Standing Wave's new program takes wing to Canada's north


That northern terrain has a powerful attraction for Canadian musicians seems obvious: think of Veda Hille’s Yukon Suite, R. Murray Schafer’s wilderness oratorios, or Glenn Gould’s timeless radio meditation The Idea of North. But the elemental aspects of winter surpass national boundaries, and circumpolar composers elsewhere have also found inspiration in the crisp quiet of an Arctic night, in stark, glaciated landscapes, and in the ceaseless struggle against weather that can kill.

Four of those international artists—Alaska’s John Luther Adams, Sweden’s Fabian Svensson, Norway’s Rolf Wallin, and Iceland’s Thorkell Sigurbjörnsson—will be featured in the Standing Wave Ensemble’s Northern Visions, a one-night-only affair that takes place next week. (Also on the playbill will be Marcus Goddard’s arrangement of Terry Riley’s thematically appropriate Half Wolf Dances Mad in Moonlight.) But the program’s centrepiece is undeniably a Canadian effort: the world premiere of Yukon composer and filmmaker Daniel Janke’s Weather Coming. Inspired by flocking siskins and crossbills, it’s a piece that could only have been created under subarctic conditions—and yet Janke cautions us not to read too much into the circumstances of its making.

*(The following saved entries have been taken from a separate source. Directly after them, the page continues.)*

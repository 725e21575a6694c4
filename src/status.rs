//! hpc_status completion files
//!
//! Long parameter sweeps submit one job per subject directory. Each job
//! records its exit status in an `hpc_status` file inside that directory,
//! so a resubmission pass can skip work that already finished cleanly.

use std::fs;
use std::path::{Path, PathBuf};
use tracing::{debug, info};

use crate::error::{HpcError, IoResultExt, Result};

/// File name used for per-directory completion tracking
pub const STATUS_FILE_NAME: &str = "hpc_status";

/// Path of the status file inside `dir`
pub fn status_file_path(dir: impl AsRef<Path>) -> PathBuf {
    dir.as_ref().join(STATUS_FILE_NAME)
}

/// Check whether a directory holds a successful `hpc_status` file
///
/// Returns `true` iff the file exists, is non-empty and records exit
/// status `0`. A missing or empty file means the job has not finished
/// yet; a nonzero code means it failed. Content that is not an integer
/// is an error.
pub fn check_status_file(dir: impl AsRef<Path>) -> Result<bool> {
    let path = status_file_path(&dir);
    if !path.exists() {
        return Ok(false);
    }

    let content = fs::read_to_string(&path).with_path(&path)?;
    let content = content.trim();
    if content.is_empty() {
        return Ok(false);
    }

    let exit_status: i32 = content.parse().map_err(|_| HpcError::InvalidStatusFile {
        path: path.clone(),
        content: content.to_string(),
    })?;

    debug!(path = %path.display(), exit_status, "read status file");
    Ok(exit_status == 0)
}

/// Write a job exit status to a directory's `hpc_status` file
pub fn write_status_file(dir: impl AsRef<Path>, exit_status: i32) -> Result<()> {
    let path = status_file_path(&dir);
    fs::write(&path, format!("{}\n", exit_status)).with_path(&path)?;
    debug!(path = %path.display(), exit_status, "wrote status file");
    Ok(())
}

/// Remove `hpc_status` files after all jobs completed
///
/// Directories without a status file are skipped silently.
pub fn cleanup_status_files<P: AsRef<Path>>(dirs: impl IntoIterator<Item = P>) -> Result<()> {
    let mut removed = 0usize;
    for dir in dirs {
        let path = status_file_path(&dir);
        if path.exists() {
            fs::remove_file(&path).with_path(&path)?;
            removed += 1;
        }
    }
    info!(removed, "status file cleanup done");
    Ok(())
}
//! # hpc-helper - FAU HPC utilities
//!
//! Helper utilities for working with FAU's High Performance Cluster (HPC):
//! building and submitting batch jobs to the Torque and Slurm schedulers,
//! querying the queues, tracking per-directory job completion and checking
//! the deployment environment.
//!
//! ## Building a submit command
//!
//! ```
//! use hpc_helper::config::{JobRequest, TargetSystem};
//! use hpc_helper::scheduler::{Scheduler, SchedulerKind};
//!
//! let request = JobRequest::new("VP_01", "jobscript.sh")
//!     .with_args(["data/VP_01"])
//!     .with_export("SUBJECT_DIR", "data/VP_01");
//!
//! let scheduler = Scheduler::new(SchedulerKind::Torque, TargetSystem::Woody);
//! let command = scheduler.build_submit_command(&request).unwrap();
//!
//! assert!(command.starts_with("qsub -N VP_01"));
//! ```
//!
//! ## Tracking job completion
//!
//! ```no_run
//! use hpc_helper::status::{check_status_file, write_status_file};
//!
//! if !check_status_file("data/VP_01").unwrap() {
//!     // job for this subject has not finished cleanly yet, resubmit
//! }
//! write_status_file("data/VP_01", 0).unwrap();
//! ```
//!
//! ## Guarding the deploy environment
//!
//! ```no_run
//! use hpc_helper::config::TargetSystem;
//! use hpc_helper::deploy::{ensure_deploy_target, DeployTarget};
//!
//! ensure_deploy_target(DeployTarget::Hpc, TargetSystem::Woody).unwrap();
//! ```

#![warn(missing_docs)]
#![warn(clippy::all)]

pub mod config;
pub mod deploy;
pub mod error;
pub mod scheduler;
pub mod status;

// Re-export commonly used types
pub use config::{JobRequest, TargetSystem, Walltime};
pub use deploy::DeployTarget;
pub use error::{HpcError, Result};
pub use scheduler::{JobStatus, Scheduler, SchedulerKind};

/// Library version
pub const VERSION: &str = env!("CARGO_PKG_VERSION");

/// Prelude module for convenient imports
pub mod prelude {
    //! Convenient re-exports for common usage
    //!
    //! ```no_run
    //! use hpc_helper::prelude::*;
    //! ```

    pub use crate::config::{JobRequest, TargetSystem, Walltime};
    pub use crate::deploy::{ensure_deploy_target, DeployTarget};
    pub use crate::error::{HpcError, Result};
    pub use crate::scheduler::{JobContext, JobStatus, Scheduler, SchedulerKind};
    pub use crate::status::{check_status_file, cleanup_status_files, write_status_file};
}
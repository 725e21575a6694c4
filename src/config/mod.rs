//! Configuration module for hpc-helper
//!
//! Provides cluster profiles, job request settings, walltime handling
//! and the CLI argument surface.

mod settings;

pub use settings::*;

“You do commissions, and you want to come up with some kind of driving image, and that was the one for this piece,” he says of his avian inspiration, on the line from Whitehorse. “And so that’s really what it is: just an image to go off of. But it’s not an image that, you know, I’m the only one who finds interesting. It’s beautiful, the idea of the shapes that flocks of birds make in the sky.”

The millions of YouTube viewers recently enraptured by a clip of swirling Irish starlings would agree. It’s just that kind of telepathic movement that Janke has encapsulated in his piece.

“It really is about ensemble cohesion,” he says. “In fact, the piece is kind of written like the ensemble is one instrument, which is one of the challenges I wanted to set myself.”

Standing Wave violinist Rebecca Whitling concurs. Janke, she says from her Vancouver home, “was moved by the sight of these birds forming patterns in the sky, and by the wish to sort of directly represent that in his music. It’s very lyrical and beautiful.”

But the importance of ensemble cohesion isn’t limited to Weather Coming alone. “That’s a way of describing what we do as a chamber ensemble anyway, especially a chamber ensemble playing crazy new music,” Whitling contends. “We’re asked to create brand-new colours that have just barely been hatched in the composer’s mind, and to shift seamlessly through these many things while still remaining connected to each other by the intense listening we have to do.”

Those familiar with Standing Wave know that the sextet does this brilliantly—as Janke, an admitted fan, points out. “I just wanted to hear them,” he says of his commission. “Of course, the thing about a group of fine musicians like that is that you can put anything in front of them, and they will make it sound good by virtue of their own musical integrity. So you’re challenged to give them something they can be inspired by.”

Will he succeed? Flock to this show and find out.

Update (October 11): Due to a family emergency, this program has been rescheduled. Standing Wave now presents Northern Visions at the Cultch’s Historic Theatre on November 6 at 8 p.m.